*** EXTRACTED ENTRIES ***

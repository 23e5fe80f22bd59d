//! Shared test utilities for slice9-core tests.
//!
//! Provides a [`MockBackend`] that records all backend calls for assertion.

use slice9_types::backend::{SdiBackend, TextureId};
use slice9_types::color::Color;
use slice9_types::error::{CopyError, Result, Slice9Error};
use slice9_types::geometry::Rect;

/// A recorded call on the mock backend.
#[derive(Debug, Clone, PartialEq)]
pub enum DrawCall {
    Clear(Color),
    LogicalSize(u32, u32),
    Copy { tex: TextureId, src: Rect, dst: Rect },
    Present,
}

/// A mock backend that records all calls for test assertions.
///
/// `fail_at` makes the copy with that zero-based index fail;
/// `fail_logical_size` makes `set_logical_size` fail.
#[derive(Default)]
pub struct MockBackend {
    pub calls: Vec<DrawCall>,
    pub fail_at: Option<usize>,
    pub fail_logical_size: bool,
    copies: usize,
    textures: Vec<TextureId>,
    next_texture: u64,
}

impl MockBackend {
    pub fn new() -> Self {
        Self::default()
    }

    pub fn failing_at(index: usize) -> Self {
        Self {
            fail_at: Some(index),
            ..Self::new()
        }
    }

    /// Destination rects of all successful copies, in call order.
    pub fn copy_dsts(&self) -> Vec<Rect> {
        self.calls
            .iter()
            .filter_map(|c| match c {
                DrawCall::Copy { dst, .. } => Some(*dst),
                _ => None,
            })
            .collect()
    }

    pub fn copy_count(&self) -> usize {
        self.copy_dsts().len()
    }

    /// Textures loaded and not yet destroyed.
    pub fn live_textures(&self) -> usize {
        self.textures.len()
    }

    pub fn present_count(&self) -> usize {
        self.calls
            .iter()
            .filter(|c| matches!(c, DrawCall::Present))
            .count()
    }
}

impl SdiBackend for MockBackend {
    fn init(&mut self, _width: u32, _height: u32) -> Result<()> {
        Ok(())
    }

    fn clear(&mut self, color: Color) -> Result<()> {
        self.calls.push(DrawCall::Clear(color));
        Ok(())
    }

    fn set_logical_size(&mut self, width: u32, height: u32) -> Result<()> {
        if self.fail_logical_size {
            return Err(Slice9Error::Backend("display lost".into()));
        }
        self.calls.push(DrawCall::LogicalSize(width, height));
        Ok(())
    }

    fn load_texture(&mut self, _width: u32, _height: u32, _rgba_data: &[u8]) -> Result<TextureId> {
        self.next_texture += 1;
        let tex = TextureId(self.next_texture);
        self.textures.push(tex);
        Ok(tex)
    }

    fn destroy_texture(&mut self, tex: TextureId) -> Result<()> {
        self.textures.retain(|&t| t != tex);
        Ok(())
    }

    fn copy_region(
        &mut self,
        tex: TextureId,
        src: Rect,
        dst: Rect,
    ) -> std::result::Result<(), CopyError> {
        let index = self.copies;
        self.copies += 1;
        if self.fail_at == Some(index) {
            return Err(CopyError("surface lost".into()));
        }
        self.calls.push(DrawCall::Copy { tex, src, dst });
        Ok(())
    }

    fn swap_buffers(&mut self) -> Result<()> {
        self.calls.push(DrawCall::Present);
        Ok(())
    }

    fn read_pixels(&self, _x: i32, _y: i32, w: u32, h: u32) -> Result<Vec<u8>> {
        Ok(vec![0; (w * h * 4) as usize])
    }

    fn shutdown(&mut self) -> Result<()> {
        Ok(())
    }
}
#[cfg(test)]
mod tests {
    use super::*;

    const RED: [u8; 4] = [255, 0, 0, 255];
    const BLUE: [u8; 4] = [0, 0, 255, 255];

    /// 2x1 texture: red then blue.
    fn red_blue(backend: &mut SoftBackend) -> TextureId {
        let data: Vec<u8> = [RED, BLUE].concat();
        backend.load_texture(2, 1, &data).unwrap()
    }

    #[test]
    fn new_creates_buffer() {
        let backend = SoftBackend::new(480, 272).unwrap();
        assert_eq!(backend.buffer().len(), 480 * 272 * 4);
        assert_eq!(backend.dimensions(), (480, 272));
    }

    #[test]
    fn clear_fills_buffer() {
        let mut backend = SoftBackend::new(4, 4).unwrap();
        backend.clear(Color::rgb(255, 0, 0)).unwrap();
        assert_eq!(backend.pixel(0, 0), Some(Color::rgb(255, 0, 0)));
        assert_eq!(backend.pixel(3, 3), Some(Color::rgb(255, 0, 0)));
        assert_eq!(backend.pixel(4, 0), None);
    }

    #[test]
    fn copy_one_to_one() {
        let mut backend = SoftBackend::new(4, 2).unwrap();
        let tex = red_blue(&mut backend);
        backend
            .copy_region(tex, Rect::new(0, 0, 2, 1), Rect::new(1, 1, 2, 1))
            .unwrap();
        assert_eq!(backend.pixel(0, 1), Some(Color::TRANSPARENT));
        assert_eq!(backend.pixel(1, 1), Some(Color::rgb(255, 0, 0)));
        assert_eq!(backend.pixel(2, 1), Some(Color::rgb(0, 0, 255)));
    }

    #[test]
    fn copy_scales_nearest() {
        let mut backend = SoftBackend::new(4, 1).unwrap();
        let tex = red_blue(&mut backend);
        backend
            .copy_region(tex, Rect::new(0, 0, 2, 1), Rect::new(0, 0, 4, 1))
            .unwrap();
        let row: Vec<_> = (0..4).map(|x| backend.pixel(x, 0).unwrap()).collect();
        assert_eq!(
            row,
            vec![
                Color::rgb(255, 0, 0),
                Color::rgb(255, 0, 0),
                Color::rgb(0, 0, 255),
                Color::rgb(0, 0, 255),
            ]
        );
    }

    #[test]
    fn copy_sub_region() {
        let mut backend = SoftBackend::new(3, 1).unwrap();
        let tex = red_blue(&mut backend);
        backend
            .copy_region(tex, Rect::new(1, 0, 1, 1), Rect::new(0, 0, 3, 1))
            .unwrap();
        assert!((0..3).all(|x| backend.pixel(x, 0) == Some(Color::rgb(0, 0, 255))));
    }

    #[test]
    fn copy_clips_to_surface() {
        let mut backend = SoftBackend::new(2, 2).unwrap();
        let tex = red_blue(&mut backend);
        backend
            .copy_region(tex, Rect::new(0, 0, 2, 1), Rect::new(-1, 1, 4, 2))
            .unwrap();
        assert_eq!(backend.pixel(0, 0), Some(Color::TRANSPARENT));
        assert_eq!(backend.pixel(0, 1), Some(Color::rgb(255, 0, 0)));
        assert_eq!(backend.pixel(1, 1), Some(Color::rgb(0, 0, 255)));
    }

    #[test]
    fn copy_outside_texture_fails() {
        let mut backend = SoftBackend::new(4, 4).unwrap();
        let tex = red_blue(&mut backend);
        assert!(
            backend
                .copy_region(tex, Rect::new(1, 0, 2, 1), Rect::new(0, 0, 2, 1))
                .is_err()
        );
        assert!(
            backend
                .copy_region(tex, Rect::new(-1, 0, 1, 1), Rect::new(0, 0, 1, 1))
                .is_err()
        );
    }

    #[test]
    fn empty_destination_is_a_no_op() {
        let mut backend = SoftBackend::new(4, 4).unwrap();
        let tex = red_blue(&mut backend);
        backend.clear_dirty();
        backend
            .copy_region(tex, Rect::new(0, 0, 0, 0), Rect::new(0, 0, 0, 5))
            .unwrap();
        assert!(!backend.is_dirty());
    }

    #[test]
    fn empty_source_with_area_fails() {
        let mut backend = SoftBackend::new(4, 4).unwrap();
        let tex = red_blue(&mut backend);
        assert!(
            backend
                .copy_region(tex, Rect::new(0, 0, 0, 1), Rect::new(0, 0, 2, 2))
                .is_err()
        );
    }

    #[test]
    fn translucent_pixels_blend() {
        let mut backend = SoftBackend::new(1, 1).unwrap();
        backend.clear(Color::BLACK).unwrap();
        let tex = backend.load_texture(1, 1, &[255, 255, 255, 128]).unwrap();
        backend
            .copy_region(tex, Rect::new(0, 0, 1, 1), Rect::new(0, 0, 1, 1))
            .unwrap();
        let p = backend.pixel(0, 0).unwrap();
        assert_eq!((p.r, p.a), (128, 255));
    }

    #[test]
    fn destroy_texture_invalidates() {
        let mut backend = SoftBackend::new(10, 10).unwrap();
        let tex = backend.load_texture(2, 2, &[0u8; 16]).unwrap();
        backend.destroy_texture(tex).unwrap();
        let err = backend
            .copy_region(tex, Rect::new(0, 0, 2, 2), Rect::new(0, 0, 2, 2))
            .unwrap_err();
        assert!(err.0.contains("invalid texture id"));
    }

    #[test]
    fn texture_slot_reuse() {
        let mut backend = SoftBackend::new(4, 4).unwrap();
        let a = backend.load_texture(1, 1, &[0; 4]).unwrap();
        let b = backend.load_texture(1, 1, &[0; 4]).unwrap();
        backend.destroy_texture(a).unwrap();
        let c = backend.load_texture(1, 1, &[0; 4]).unwrap();
        assert_eq!(c, a);
        assert_ne!(c, b);
    }

    #[test]
    fn texture_data_size_mismatch() {
        let mut backend = SoftBackend::new(10, 10).unwrap();
        assert!(backend.load_texture(2, 2, &[0; 8]).is_err());
    }

    #[test]
    fn logical_size_reallocates() {
        let mut backend = SoftBackend::new(4, 4).unwrap();
        backend.set_logical_size(8, 2).unwrap();
        assert_eq!(backend.dimensions(), (8, 2));
        assert_eq!(backend.buffer().len(), 8 * 2 * 4);
    }

    #[test]
    fn read_pixels_window() {
        let mut backend = SoftBackend::new(4, 4).unwrap();
        backend.clear(Color::rgb(9, 9, 9)).unwrap();
        let px = backend.read_pixels(3, 3, 2, 1).unwrap();
        assert_eq!(px, vec![9, 9, 9, 255, 0, 0, 0, 0]);
    }

    #[test]
    fn oversized_surface_is_rejected() {
        assert!(SoftBackend::new(40000, 40000).is_err());
        assert!(SoftBackend::new(u32::MAX, u32::MAX).is_err());
        assert!(SoftBackend::new(MAX_SURFACE_SIZE, 1).is_ok());
    }

    #[test]
    fn oversized_resize_keeps_buffer() {
        let mut backend = SoftBackend::new(4, 4).unwrap();
        let err = backend.set_logical_size(40000, 40000).unwrap_err();
        assert!(matches!(err, Slice9Error::Backend(_)));
        assert_eq!(backend.dimensions(), (4, 4));
        assert_eq!(backend.buffer().len(), 4 * 4 * 4);
    }

    #[test]
    fn oversized_read_is_rejected() {
        let backend = SoftBackend::new(4, 4).unwrap();
        assert!(backend.read_pixels(0, 0, u32::MAX, u32::MAX).is_err());
    }

    #[test]
    fn shutdown_clears_state() {
        let mut backend = SoftBackend::new(4, 4).unwrap();
        let tex = backend.load_texture(1, 1, &[0; 4]).unwrap();
        backend.shutdown().unwrap();
        assert!(backend.buffer().is_empty());
        assert!(
            backend
                .copy_region(tex, Rect::new(0, 0, 1, 1), Rect::new(0, 0, 1, 1))
                .is_err()
        );
    }
}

*** End of EXTRACTED ENTRIES ***

The answer must be the number of lines in the records where the string "index" is found, stated alone.

5